Kim TallBear was a child when she first realized the lack of Indigenous voices in STEM. As an adult TallBear is working to have those voices be heard.

After seeing a lack of Indigenous representation in Science, Technology, Engineering, and Mathematics (STEM) growing up, a University of Alberta professor is working to have those voices be heard.

Associate professor Kim TallBear is the principal investigator of the Indigenous Science, Technology, and Society research and teaching hub in the faculty of native studies at the U of A. In partnership with associate professor Jessica Kolopenuk, TallBear helped develop the Indigenous Peoples and Technoscience course which aims to refute the separation of Indigenous knowledge and science. The course is available online through the U of A’s faculty of native studies webpage. 

TallBear started out working in community and environmental planning in the United States, where her position as an environmental policy analyst brought her into contact with environmental scientists who didn’t understand the historical or cultural contexts of the Indigenous communities they were working in. 

“There’s an attitude out there that Indigenous people have culture, and White people have science, which implies that White civilization is more evolved and that Indigenous people have a lot of catching up to do,” TallBear said. 

She hopes this course will not only dissuade that notion but will also help provide current scientists and policymakers with the context they need to work effectively and respectfully with Indigenous communities.

“It was clear to me that scientists had never really thought about tribal governance,” TallBear said. “They never understood how policy and science intersections could be different for [Indigenous communities].

“Indigenous communities are not [independently] interested in the science that guides environmental laws and Indigenous laws.

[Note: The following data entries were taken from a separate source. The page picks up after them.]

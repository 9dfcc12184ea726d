use serde::{Deserialize, Serialize};

use crate::api::{endpoint, map_reqwest_error, read_json, ApiError, ApiFailure, ApiSettings};

pub const DEFAULT_CHAT_BASE_URL: &str = "https://api.perplexity.ai";
const COMPLETIONS_PATH: &str = "chat/completions";

#[derive(Debug, Clone, PartialEq)]
pub struct ChatSettings {
    pub model: String,
    pub temperature: f32,
    pub max_tokens: u32,
}

impl Default for ChatSettings {
    fn default() -> Self {
        Self {
            model: "llama-3.1-sonar-small-128k-online".to_string(),
            temperature: 0.3,
            max_tokens: 1000,
        }
    }
}

#[derive(Serialize)]
struct ChatMessage<'a> {
    role: &'a str,
    content: &'a str,
}

#[derive(Serialize)]
struct ChatRequest<'a> {
    model: &'a str,
    messages: [ChatMessage<'a>; 1],
    temperature: f32,
    max_tokens: u32,
}

#[derive(Deserialize)]
struct ChatResponse {
    #[serde(default)]
    choices: Vec<Choice>,
}

#[derive(Deserialize)]
struct Choice {
    message: ReplyMessage,
}

#[derive(Deserialize)]
struct ReplyMessage {
    #[serde(default)]
    content: String,
}

/// Chat-completions client with bearer authentication.
#[derive(Debug, Clone)]
pub struct ChatClient {
    client: reqwest::Client,
    api_key: String,
    base_url: String,
    settings: ChatSettings,
}

impl ChatClient {
    pub fn new(
        api_key: impl Into<String>,
        base_url: impl Into<String>,
        settings: ChatSettings,
        api: &ApiSettings,
    ) -> Result<Self, ApiError> {
        Ok(Self {
            client: api.build_client()?,
            api_key: api_key.into(),
            base_url: base_url.into(),
            settings,
        })
    }

    /// Sends one user message and returns the first choice's text.
    pub async fn complete(&self, prompt: &str) -> Result<String, ApiError> {
        let request = ChatRequest {
            model: &self.settings.model,
            messages: [ChatMessage {
                role: "user",
                content: prompt,
            }],
            temperature: self.settings.temperature,
            max_tokens: self.settings.max_tokens,
        };
        let response = self
            .client
            .post(endpoint(&self.base_url, COMPLETIONS_PATH)?)
            .bearer_auth(&self.api_key)
            .json(&request)
            .send()
            .await
            .map_err(map_reqwest_error)?;
        let reply: ChatResponse = read_json(response).await?;
        reply
            .choices
            .into_iter()
            .next()
            .map(|choice| choice.message.content)
            .ok_or_else(|| ApiError::new(ApiFailure::Decode, "response has no choices"))
    }
}
//! Wire model of the websets API as seen by the poller and formatters.
//!
//! Everything here is a read-only snapshot: a fresh value is decoded on every
//! request and the previous one is dropped.
use serde::{Deserialize, Serialize};
use serde_json::{Map, Value};

pub type WebsetId = String;

/// Status of a webset (the server-side search job).
#[derive(Debug, Clone, Copy, PartialEq, Eq, Hash, Default, Serialize, Deserialize)]
#[serde(rename_all = "lowercase")]
pub enum JobStatus {
    #[default]
    Pending,
    Running,
    Completed,
    Idle,
    Failed,
    #[serde(other)]
    Unknown,
}

impl JobStatus {
    /// Position on the way to a terminal state. `None` for statuses that
    /// carry no ordering information.
    pub fn rank(self) -> Option<u8> {
        match self {
            JobStatus::Pending => Some(0),
            JobStatus::Running => Some(1),
            JobStatus::Completed | JobStatus::Idle => Some(2),
            JobStatus::Failed => Some(3),
            JobStatus::Unknown => None,
        }
    }

    /// Completed and idle both mean "the search stopped producing items".
    pub fn is_settled(self) -> bool {
        matches!(self, JobStatus::Completed | JobStatus::Idle)
    }

    pub fn as_str(self) -> &'static str {
        match self {
            JobStatus::Pending => "pending",
            JobStatus::Running => "running",
            JobStatus::Completed => "completed",
            JobStatus::Idle => "idle",
            JobStatus::Failed => "failed",
            JobStatus::Unknown => "unknown",
        }
    }
}

impl std::fmt::Display for JobStatus {
    fn fmt(&self, f: &mut std::fmt::Formatter<'_>) -> std::fmt::Result {
        f.write_str(self.as_str())
    }
}

#[derive(Debug, Clone, Copy, PartialEq, Eq, Hash, Default, Serialize, Deserialize)]
#[serde(rename_all = "lowercase")]
pub enum EnrichmentStatus {
    #[default]
    Pending,
    Running,
    Completed,
    Failed,
    #[serde(other)]
    Unknown,
}

impl EnrichmentStatus {
    pub fn is_in_flight(self) -> bool {
        matches!(self, EnrichmentStatus::Pending | EnrichmentStatus::Running)
    }
}

/// Search progress as reported by the status endpoint.
#[derive(Debug, Clone, Copy, PartialEq, Default, Serialize, Deserialize)]
pub struct Progress {
    /// Percent complete, 0-100. Absent while the search is warming up.
    #[serde(default)]
    pub completion: Option<f64>,
    #[serde(default)]
    pub found: u64,
}

#[derive(Debug, Clone, PartialEq, Default, Serialize, Deserialize)]
#[serde(rename_all = "camelCase")]
pub struct WebsetSearch {
    #[serde(default)]
    pub id: Option<String>,
    #[serde(default)]
    pub query: Option<String>,
    #[serde(default)]
    pub progress: Option<Progress>,
}

/// An enrichment attached to a webset; also used as the create-request shape.
#[derive(Debug, Clone, PartialEq, Eq, Default, Serialize, Deserialize)]
pub struct EnrichmentDefinition {
    #[serde(default, skip_serializing_if = "Option::is_none")]
    pub id: Option<String>,
    #[serde(default, skip_serializing_if = "Option::is_none")]
    pub title: Option<String>,
    pub description: String,
    #[serde(default, skip_serializing_if = "Option::is_none")]
    pub format: Option<String>,
}

impl EnrichmentDefinition {
    /// A text-format enrichment with a display title.
    pub fn text(title: impl Into<String>, description: impl Into<String>) -> Self {
        Self {
            id: None,
            title: Some(title.into()),
            description: description.into(),
            format: Some("text".to_string()),
        }
    }
}

#[derive(Debug, Clone, PartialEq, Default, Serialize, Deserialize)]
#[serde(rename_all = "camelCase")]
pub struct Webset {
    pub id: WebsetId,
    #[serde(default)]
    pub status: JobStatus,
    #[serde(default, alias = "name", skip_serializing_if = "Option::is_none")]
    pub title: Option<String>,
    #[serde(default)]
    pub searches: Vec<WebsetSearch>,
    #[serde(default)]
    pub enrichments: Vec<EnrichmentDefinition>,
    #[serde(default, skip_serializing_if = "Option::is_none")]
    pub created_at: Option<String>,
}

impl Webset {
    /// Aggregate progress over all searches: `found` is summed, `completion`
    /// is the lowest reported value. `None` when no search reports progress.
    pub fn progress(&self) -> Option<Progress> {
        let mut reported = self.searches.iter().filter_map(|s| s.progress).peekable();
        reported.peek()?;
        let mut total = Progress::default();
        for progress in reported {
            total.found += progress.found;
            total.completion = match (total.completion, progress.completion) {
                (Some(a), Some(b)) => Some(a.min(b)),
                (a, b) => a.or(b),
            };
        }
        Some(total)
    }

    /// Display title of an enrichment definition by id.
    pub fn enrichment_title(&self, enrichment_id: &str) -> Option<&str> {
        self.enrichments
            .iter()
            .find(|def| def.id.as_deref() == Some(enrichment_id))
            .and_then(|def| def.title.as_deref())
    }
}

/// Result of one enrichment on one item.
#[derive(Debug, Clone, PartialEq, Default, Serialize, Deserialize)]
#[serde(rename_all = "camelCase")]
pub struct Enrichment {
    #[serde(default, skip_serializing_if = "Option::is_none")]
    pub enrichment_id: Option<String>,
    #[serde(default)]
    pub status: EnrichmentStatus,
    #[serde(default, skip_serializing_if = "Option::is_none")]
    pub title: Option<String>,
    #[serde(default, skip_serializing_if = "Option::is_none")]
    pub result: Option<Vec<String>>,
}

impl Enrichment {
    /// Result texts, only once the enrichment completed with something to show.
    pub fn results(&self) -> Option<&[String]> {
        if self.status != EnrichmentStatus::Completed {
            return None;
        }
        self.result.as_deref().filter(|r| !r.is_empty())
    }

    pub fn first_result(&self) -> Option<&str> {
        self.results().and_then(|r| r.first()).map(String::as_str)
    }

    /// A completed enrichment with a title, used for locally generated content.
    pub fn completed(title: impl Into<String>, text: impl Into<String>) -> Self {
        Self {
            enrichment_id: None,
            status: EnrichmentStatus::Completed,
            title: Some(title.into()),
            result: Some(vec![text.into()]),
        }
    }
}

/// One curated result record.
#[derive(Debug, Clone, PartialEq, Default, Serialize, Deserialize)]
pub struct Item {
    #[serde(default, skip_serializing_if = "Option::is_none")]
    pub id: Option<String>,
    #[serde(default)]
    pub properties: Map<String, Value>,
    #[serde(default)]
    pub enrichments: Vec<Enrichment>,
}

impl Item {
    pub fn property(&self, key: &str) -> Option<&str> {
        self.properties.get(key).and_then(Value::as_str)
    }

    fn article_field(&self, key: &str) -> Option<&str> {
        self.properties
            .get("article")
            .and_then(|article| article.get(key))
            .and_then(Value::as_str)
    }

    pub fn url(&self) -> Option<&str> {
        self.property("url").filter(|u| !u.is_empty())
    }

    pub fn description(&self) -> Option<&str> {
        self.property("description").filter(|d| !d.is_empty())
    }

    pub fn title(&self) -> Option<&str> {
        self.property("title")
            .or_else(|| self.article_field("title"))
            .filter(|t| !t.is_empty())
    }

    pub fn published_date(&self) -> Option<&str> {
        self.property("publishedDate")
            .or_else(|| self.article_field("publishedAt"))
    }

    pub fn author(&self) -> Option<&str> {
        self.property("author")
            .or_else(|| self.article_field("author"))
    }

    /// Builds an item from a url and description, for sample content.
    pub fn with_properties(url: &str, description: &str) -> Self {
        let mut properties = Map::new();
        properties.insert("url".to_string(), Value::String(url.to_string()));
        properties.insert(
            "description".to_string(),
            Value::String(description.to_string()),
        );
        Self {
            id: None,
            properties,
            enrichments: Vec::new(),
        }
    }
}

/// Page of the item listing endpoint. Deployments have used `data`, `items`
/// and `results` for the list key.
#[derive(Debug, Clone, PartialEq, Default, Deserialize)]
#[serde(rename_all = "camelCase")]
pub struct ItemsPage {
    #[serde(default, alias = "items", alias = "results")]
    pub data: Vec<Item>,
    #[serde(default)]
    pub has_more: bool,
    #[serde(default)]
    pub next_cursor: Option<String>,
}

#[derive(Debug, Clone, PartialEq, Eq, Default, Serialize, Deserialize)]
pub struct Citation {
    #[serde(default)]
    pub url: String,
    #[serde(default)]
    pub title: Option<String>,
    #[serde(default)]
    pub text: Option<String>,
}

/// Generated answer with its sources.
#[derive(Debug, Clone, PartialEq, Eq, Default, Serialize, Deserialize)]
pub struct Answer {
    #[serde(default)]
    pub answer: String,
    #[serde(default)]
    pub citations: Vec<Citation>,
}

An Indigenous community will automatically intersect policy and science, but Western thinkers tend to think of these things as separate. They are trained in one or the other; we don’t have people trained in both.”  

According to TallBear, Indigenous Peoples and Technoscience covers the ways in which Indigenous communities have long since been affected by Western science. From experimentation on community members to nuclear fallout, the course will detail case studies from history before turning towards how modern organizations can do better to help incorporate Indigenous teaching and individuals into STEM.

“One of the things we teach in our class is that science can be used for decolonial ends, anti-racist ends, gender parity ends, but it has also been integral to colonialism, sexism, and racism, and reproducing those systems of inequality,” TallBear explained. “A lot of undergraduates in STEM are surprised by this.”

TallBear expressed hope that this course will provide students with political and social contexts for scientific development and discovery.

“Many scientists and engineers are educated with — and reproduce — the myth that science is separate from society, from politics, and that ethics are an add-on in an already heavy, rigorous course load,” she said. “Ethics courses are good courses, but they don’t tend to imbed STEM fields in colonial history.”